Keep only the lines from the start of the data through the line containing "a reply packet.", and output them exactly.

> Collected data:
Start of Block
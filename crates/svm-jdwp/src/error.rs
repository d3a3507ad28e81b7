use std::fmt;
use std::io;

use thiserror::Error;

pub type Result<T, E = JdwpError> = std::result::Result<T, E>;

/// Failures that end a debug session.
///
/// None of these are answered on the wire: they propagate to whoever owns the
/// connection, which is expected to log them and terminate.
#[derive(Debug, Error)]
pub enum JdwpError {
    #[error(transparent)]
    Io(#[from] io::Error),

    #[error("handshake failed: debugger did not send `JDWP-Handshake`")]
    HandshakeFailed,

    #[error("debugger disconnected")]
    Disconnected,

    #[error("buffer underflow: need {needed} bytes at offset {offset}, readable limit is {limit}")]
    BufferUnderflow {
        needed: usize,
        offset: usize,
        limit: usize,
    },

    #[error("malformed modified-UTF data at offset {offset}")]
    MalformedUtf { offset: usize },

    #[error("invalid id size: {0} (expected 1, 2, 4 or 8)")]
    InvalidIdSize(usize),

    #[error("protocol error: {0}")]
    Protocol(String),
}

/// A JDWP error code carried in the header of a reply packet.
#[derive(Clone, Copy, PartialEq, Eq, Hash)]
pub struct ErrorCode(pub u16);

impl ErrorCode {
    pub const NONE: Self = Self(0);
    pub const INVALID_THREAD: Self = Self(10);
    pub const INVALID_THREAD_GROUP: Self = Self(11);
    pub const THREAD_NOT_SUSPENDED: Self = Self(13);
    pub const INVALID_OBJECT: Self = Self(20);
    pub const INVALID_CLASS: Self = Self(21);
    pub const INVALID_METHODID: Self = Self(23);
    pub const INVALID_LOCATION: Self = Self(24);
    pub const INVALID_FIELDID: Self = Self(25);
    pub const INVALID_FRAMEID: Self = Self(30);
    pub const NOT_FOUND: Self = Self(41);
    pub const SCHEMA_CHANGE_NOT_IMPLEMENTED: Self = Self(64);
    pub const NOT_IMPLEMENTED: Self = Self(99);
    pub const ABSENT_INFORMATION: Self = Self(101);
    pub const INVALID_EVENT_TYPE: Self = Self(102);
    pub const ILLEGAL_ARGUMENT: Self = Self(103);
    pub const VM_DEAD: Self = Self(112);
    pub const INTERNAL: Self = Self(113);
    pub const INVALID_TAG: Self = Self(500);
    pub const INVALID_STRING: Self = Self(506);

    pub fn name(self) -> &'static str {
        match self.0 {
            0 => "NONE",
            10 => "INVALID_THREAD",
            11 => "INVALID_THREAD_GROUP",
            13 => "THREAD_NOT_SUSPENDED",
            20 => "INVALID_OBJECT",
            21 => "INVALID_CLASS",
            23 => "INVALID_METHODID",
            24 => "INVALID_LOCATION",
            25 => "INVALID_FIELDID",
            30 => "INVALID_FRAMEID",
            41 => "NOT_FOUND",
            64 => "SCHEMA_CHANGE_NOT_IMPLEMENTED",
            99 => "NOT_IMPLEMENTED",
            101 => "ABSENT_INFORMATION",
            102 => "INVALID_EVENT_TYPE",
            103 => "ILLEGAL_ARGUMENT",
            112 => "VM_DEAD",
            113 => "INTERNAL",
            500 => "INVALID_TAG",
            506 => "INVALID_STRING",
            _ => "UNKNOWN",
        }
    }
}

impl fmt::Debug for ErrorCode {
    fn fmt(&self, f: &mut fmt::Formatter<'_>) -> fmt::Result {
        write!(f, "{}({})", self.name(), self.0)
    }
}

impl fmt::Display for ErrorCode {
    fn fmt(&self, f: &mut fmt::Formatter<'_>) -> fmt::Result {
        write!(f, "{} ({})", self.name(), self.0)
    }
}

/// Outcome of a failed command: either answered with an error reply, or fatal.
#[derive(Debug, Error)]
pub enum CommandError {
    #[error("command rejected with {0}")]
    Reply(ErrorCode),

    #[error(transparent)]
    Fatal(JdwpError),
}

impl From<ErrorCode> for CommandError {
    fn from(code: ErrorCode) -> Self {
        Self::Reply(code)
    }
}

impl From<JdwpError> for CommandError {
    fn from(err: JdwpError) -> Self {
        match err {
            // A short command body is the debugger's mistake; framing is still intact.
            JdwpError::BufferUnderflow { .. } => Self::Reply(ErrorCode::ILLEGAL_ARGUMENT),
            other => Self::Fatal(other),
        }
    }
}
impl Packet {
    pub fn raw(sizes: IdSizes, capacity: usize) -> Self {
        Self {
            data: vec![0; capacity],
            offset: 0,
            limit: 0,
            sizes,
        }
    }

    /// Rebuild a body-less packet from its received header. The cursor is left at
    /// the body offset.
    pub fn from_header(sizes: IdSizes, header: &[u8; HEADER_LEN]) -> Self {
        Self {
            data: header.to_vec(),
            offset: HEADER_LEN,
            limit: HEADER_LEN,
            sizes,
        }
    }

    /// Rebuild a packet from its received header and body. The cursor is left at
    /// the start of the body.
    pub fn from_header_payload(sizes: IdSizes, header: &[u8; HEADER_LEN], payload: &[u8]) -> Self {
        let mut data = Vec::with_capacity(HEADER_LEN + payload.len());
        data.extend_from_slice(header);
        data.extend_from_slice(payload);
        let limit = data.len();
        Self {
            data,
            offset: HEADER_LEN,
            limit,
            sizes,
        }
    }

    pub fn id_sizes(&self) -> IdSizes {
        self.sizes
    }

    pub fn capacity(&self) -> usize {
        self.data.len()
    }

    pub fn position(&self) -> usize {
        self.offset
    }

    pub fn set_position(&mut self, offset: usize) {
        self.offset = offset;
    }

    pub fn remaining(&self) -> usize {
        self.limit.saturating_sub(self.offset)
    }

    /// Bytes from the start of the buffer up to the cursor.
    pub fn written(&self) -> &[u8] {
        &self.data[..self.offset.min(self.data.len())]
    }

    /// Stamp the length field with the cursor position and return the wire bytes.
    pub fn finish(mut self) -> Vec<u8> {
        let len = self.offset;
        self.set_length(len as u32);
        self.data.truncate(len);
        self.data
    }

    fn ensure_capacity(&mut self, bytes: usize) {
        let needed = self.offset + bytes;
        if needed >= self.data.len() {
            let grown = (self.data.len() * 2).max(needed);
            self.data.resize(grown, 0);
        }
    }

    fn ensure_header(&mut self) {
        if self.data.len() < HEADER_LEN {
            self.data.resize(HEADER_LEN, 0);
        }
    }

    // --- header -----------------------------------------------------------

    fn put_at(&mut self, pos: usize, bytes: &[u8]) {
        self.ensure_header();
        self.data[pos..pos + bytes.len()].copy_from_slice(bytes);
    }

    fn u32_at(&self, pos: usize) -> u32 {
        match self.data.get(pos..pos + 4) {
            Some(b) => u32::from_be_bytes([b[0], b[1], b[2], b[3]]),
            None => 0,
        }
    }

    fn u8_at(&self, pos: usize) -> u8 {
        self.data.get(pos).copied().unwrap_or(0)
    }

    pub fn set_length(&mut self, length: u32) {
        self.put_at(LENGTH_POS, &length.to_be_bytes());
    }

    pub fn set_id(&mut self, id: u32) {
        self.put_at(ID_POS, &id.to_be_bytes());
    }

    pub fn set_flags(&mut self, flags: u8) {
        self.put_at(FLAGS_POS, &[flags]);
    }

    pub fn set_command_set(&mut self, command_set: u8) {
        self.put_at(COMMAND_SET_POS, &[command_set]);
    }

    pub fn set_command(&mut self, command: u8) {
        self.put_at(COMMAND_POS, &[command]);
    }

    pub fn set_error_code(&mut self, code: ErrorCode) {
        self.put_at(ERROR_CODE_POS, &code.0.to_be_bytes());
    }

    pub fn length(&self) -> u32 {
        self.u32_at(LENGTH_POS)
    }

    pub fn id(&self) -> u32 {
        self.u32_at(ID_POS)
    }

    pub fn flags(&self) -> u8 {
        self.u8_at(FLAGS_POS)
    }

    /// Only meaningful for command packets.
    pub fn command_set(&self) -> u8 {
        self.u8_at(COMMAND_SET_POS)
    }

    /// Only meaningful for command packets.
    pub fn command(&self) -> u8 {
        self.u8_at(COMMAND_POS)
    }

    /// Only meaningful for reply packets.
    pub fn error_code(&self) -> ErrorCode {
        ErrorCode(u16::from_be_bytes([
            self.u8_at(ERROR_CODE_POS),
            self.u8_at(ERROR_CODE_POS + 1),
        ]))
    }

    pub fn is_reply(&self) -> bool {
        self.flags() & FLAG_REPLY != 0
    }

    pub fn is_command(&self) -> bool {
        !self.is_reply()
    }

    // --- writers ----------------------------------------------------------

    pub fn write_bytes(&mut self, bytes: &[u8]) {
        self.ensure_capacity(bytes.len());
        self.data[self.offset..self.offset + bytes.len()].copy_from_slice(bytes);
        self.offset += bytes.len();
        self.limit = self.limit.max(self.offset);
    }

    pub fn write_u8(&mut self, v: u8) {
        self.write_bytes(&[v]);
    }

    pub fn write_bool(&mut self, v: bool) {
        self.write_u8(u8::from(v));
    }

    pub fn write_u16(&mut self, v: u16) {
        self.write_bytes(&v.to_be_bytes());
    }

    pub fn write_u32(&mut self, v: u32) {
        self.write_bytes(&v.to_be_bytes());
    }

    pub fn write_i32(&mut self, v: i32) {
        self.write_bytes(&v.to_be_bytes());
    }

    pub fn write_u64(&mut self, v: u64) {
        self.write_bytes(&v.to_be_bytes());
    }

    /// Write the low `size` bytes of `id`, big-endian.
    pub fn write_id(&mut self, id: u64, size: usize) {
        let be = id.to_be_bytes();
        self.write_bytes(&be[8 - size.min(8)..]);
    }

    pub fn write_tag(&mut self, tag: u8) {
        self.write_u8(tag);
    }

    pub fn write_method_id(&mut self, id: MethodId) {
        self.write_id(id, self.sizes.method_id);
    }

    pub fn write_field_id(&mut self, id: FieldId) {
        self.write_id(id, self.sizes.field_id);
    }

    pub fn write_object_id(&mut self, id: ObjectId) {
        self.write_id(id, self.sizes.object_id);
    }

    pub fn write_tagged_object_id(&mut self, tag: u8, id: ObjectId) {
        self.write_tag(tag);
        self.write_object_id(id);
    }

    pub fn write_thread_id(&mut self, id: ThreadId) {
        self.write_id(id, self.sizes.object_id);
    }

    pub fn write_thread_group_id(&mut self, id: ThreadGroupId) {
        self.write_id(id, self.sizes.object_id);
    }

    pub fn write_reference_type_id(&mut self, id: ReferenceTypeId) {
        self.write_id(id, self.sizes.reference_type_id);
    }

    pub fn write_frame_id(&mut self, id: FrameId) {
        self.write_id(id, self.sizes.frame_id);
    }

    pub fn write_location(&mut self, location: &Location) {
        self.write_tag(location.type_tag);
        self.write_reference_type_id(location.class_id);
        self.write_method_id(location.method_id);
        self.write_u64(location.index);
    }

    /// Length-prefixed string in the protocol's modified-UTF scheme.
    pub fn write_str(&mut self, s: &str) {
        self.write_modified_utf(s.encode_utf16());
    }

    /// Length-prefixed modified-UTF encoding of `units`, stopping at the first NUL.
    pub fn write_utf(&mut self, units: &[u16]) {
        self.write_modified_utf(units.iter().copied());
    }

    fn write_modified_utf<I>(&mut self, units: I)
    where
        I: Iterator<Item = u16> + Clone,
    {
        let units = units.take_while(|&unit| unit != 0);
        let len: usize = units.clone().map(encoded_len).sum();
        self.write_u32(len as u32);
        self.ensure_capacity(len);
        for unit in units {
            match encoded_len(unit) {
                1 => self.write_u8(unit as u8),
                2 => {
                    self.write_u8(0xC0 | ((unit >> 6) & 0x1F) as u8);
                    self.write_u8(0x80 | (unit & 0x3F) as u8);
                }
                _ => {
                    self.write_u8(0xE0 | ((unit >> 12) & 0x0F) as u8);
                    self.write_u8(0x80 | ((unit >> 6) & 0x3F) as u8);
                    self.write_u8(0x80 | (unit & 0x3F) as u8);
                }
            }
        }
    }

    /// Append another packet's written bytes.
    pub fn write_packet(&mut self, other: &Packet) {
        self.write_bytes(other.written());
    }

    pub fn write_list(&mut self, list: &PacketList) {
        self.ensure_capacity(list.byte_size());
        for packet in list.iter() {
            self.write_packet(packet);
        }
    }

    // --- readers ----------------------------------------------------------

    fn require(&self, needed: usize) -> Result<()> {
        let underflow = || JdwpError::BufferUnderflow {
            needed,
            offset: self.offset,
            limit: self.limit,
        };
        let end = self.offset.checked_add(needed).ok_or_else(underflow)?;
        if end > self.limit {
            return Err(underflow());
        }
        Ok(())
    }

    pub fn read_bytes(&mut self, len: usize) -> Result<&[u8]> {
        self.require(len)?;
        let start = self.offset;
        self.offset += len;
        Ok(&self.data[start..start + len])
    }

    pub fn read_u8(&mut self) -> Result<u8> {
        self.require(1)?;
        let v = self.data[self.offset];
        self.offset += 1;
        Ok(v)
    }

    pub fn read_bool(&mut self) -> Result<bool> {
        Ok(self.read_u8()? != 0)
    }

    pub fn read_u16(&mut self) -> Result<u16> {
        let b = self.read_bytes(2)?;
        Ok(u16::from_be_bytes([b[0], b[1]]))
    }

    pub fn read_u32(&mut self) -> Result<u32> {
        let b = self.read_bytes(4)?;
        Ok(u32::from_be_bytes([b[0], b[1], b[2], b[3]]))
    }

    pub fn read_i32(&mut self) -> Result<i32> {
        Ok(self.read_u32()? as i32)
    }

    pub fn read_u64(&mut self) -> Result<u64> {
        let b = self.read_bytes(8)?;
        let mut be = [0u8; 8];
        be.copy_from_slice(b);
        Ok(u64::from_be_bytes(be))
    }

    pub fn read_id(&mut self, size: usize) -> Result<u64> {
        if size == 0 || size > 8 {
            return Err(JdwpError::InvalidIdSize(size));
        }
        let b = self.read_bytes(size)?;
        let mut be = [0u8; 8];
        be[8 - size..].copy_from_slice(b);
        Ok(u64::from_be_bytes(be))
    }

    pub fn read_tag(&mut self) -> Result<u8> {
        self.read_u8()
    }

    pub fn read_method_id(&mut self) -> Result<MethodId> {
        self.read_id(self.sizes.method_id)
    }

    pub fn read_field_id(&mut self) -> Result<FieldId> {
        self.read_id(self.sizes.field_id)
    }

    pub fn read_object_id(&mut self) -> Result<ObjectId> {
        self.read_id(self.sizes.object_id)
    }

    pub fn read_thread_id(&mut self) -> Result<ThreadId> {
        self.read_id(self.sizes.object_id)
    }

    pub fn read_thread_group_id(&mut self) -> Result<ThreadGroupId> {
        self.read_id(self.sizes.object_id)
    }

    pub fn read_reference_type_id(&mut self) -> Result<ReferenceTypeId> {
        self.read_id(self.sizes.reference_type_id)
    }

    pub fn read_frame_id(&mut self) -> Result<FrameId> {
        self.read_id(self.sizes.frame_id)
    }

    pub fn read_location(&mut self) -> Result<Location> {
        Ok(Location {
            type_tag: self.read_tag()?,
            class_id: self.read_reference_type_id()?,
            method_id: self.read_method_id()?,
            index: self.read_u64()?,
        })
    }

    pub fn read_str(&mut self) -> Result<String> {
        let start = self.offset;
        let units = self.read_utf()?;
        String::from_utf16(&units)
            .map_err(|_| JdwpError::MalformedUtf { offset: start })
    }

    /// Decode a length-prefixed modified-UTF string into UTF-16 code units.
    ///
    /// Any byte sequence that does not follow the 1/2/3-byte scheme, a raw
    /// zero byte, or a sequence that runs past the declared length is rejected.
    pub fn read_utf(&mut self) -> Result<Vec<u16>> {
        let len = self.read_u32()? as usize;
        self.require(len)?;
        let end = self.offset + len;
        let mut units = Vec::with_capacity(len);
        while self.offset < end {
            let lead_at = self.offset;
            let lead = self.data[lead_at];
            self.offset += 1;
            let unit = match lead >> 4 {
                // NUL only ever appears as the two-byte form C0 80.
                0..=7 if lead != 0 => u16::from(lead),
                12 | 13 => {
                    let b2 = self.continuation_byte(end)?;
                    (u16::from(lead & 0x1F) << 6) | u16::from(b2 & 0x3F)
                }
                14 => {
                    let b2 = self.continuation_byte(end)?;
                    let b3 = self.continuation_byte(end)?;
                    (u16::from(lead & 0x0F) << 12)
                        | (u16::from(b2 & 0x3F) << 6)
                        | u16::from(b3 & 0x3F)
                }
                _ => return Err(JdwpError::MalformedUtf { offset: lead_at }),
            };
            units.push(unit);
        }
        Ok(units)
    }

    fn continuation_byte(&mut self, end: usize) -> Result<u8> {
        let at = self.offset;
        if at >= end {
            return Err(JdwpError::MalformedUtf { offset: at });
        }
        let b = self.data[at];
        if b & 0xC0 != 0x80 {
            return Err(JdwpError::MalformedUtf { offset: at });
        }
        self.offset += 1;
        Ok(b)
    }
}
End of Block
> EXERCISE OUTPUT:
filename crates/svm-jdwp/src/error.rs
repository d3a3507ad28e81b7
use std::fmt;
use std::io;

use thiserror::Error;

pub type Result<T, E = JdwpError> = std::result::Result<T, E>;

/// Failures that end a debug session.
///
/// None of these are answered on the wire: they propagate to whoever owns the
/// connection, which is expected to log them and terminate.
#[derive(Debug, Error)]
pub enum JdwpError {
    #[error(transparent)]
    Io(#[from] io::Error),

    #[error("handshake failed: debugger did not send `JDWP-Handshake`")]
    HandshakeFailed,

    #[error("debugger disconnected")]
    Disconnected,

    #[error("buffer underflow: need {needed} bytes at offset {offset}, readable limit is {limit}")]
    BufferUnderflow {
        needed: usize,
        offset: usize,
        limit: usize,
    },

    #[error("malformed modified-UTF data at offset {offset}")]
    MalformedUtf { offset: usize },

    #[error("invalid id size: {0} (expected 1, 2, 4 or 8)")]
    InvalidIdSize(usize),

    #[error("protocol error: {0}")]
    Protocol(String),
}

/// A JDWP error code carried in the header of a reply packet.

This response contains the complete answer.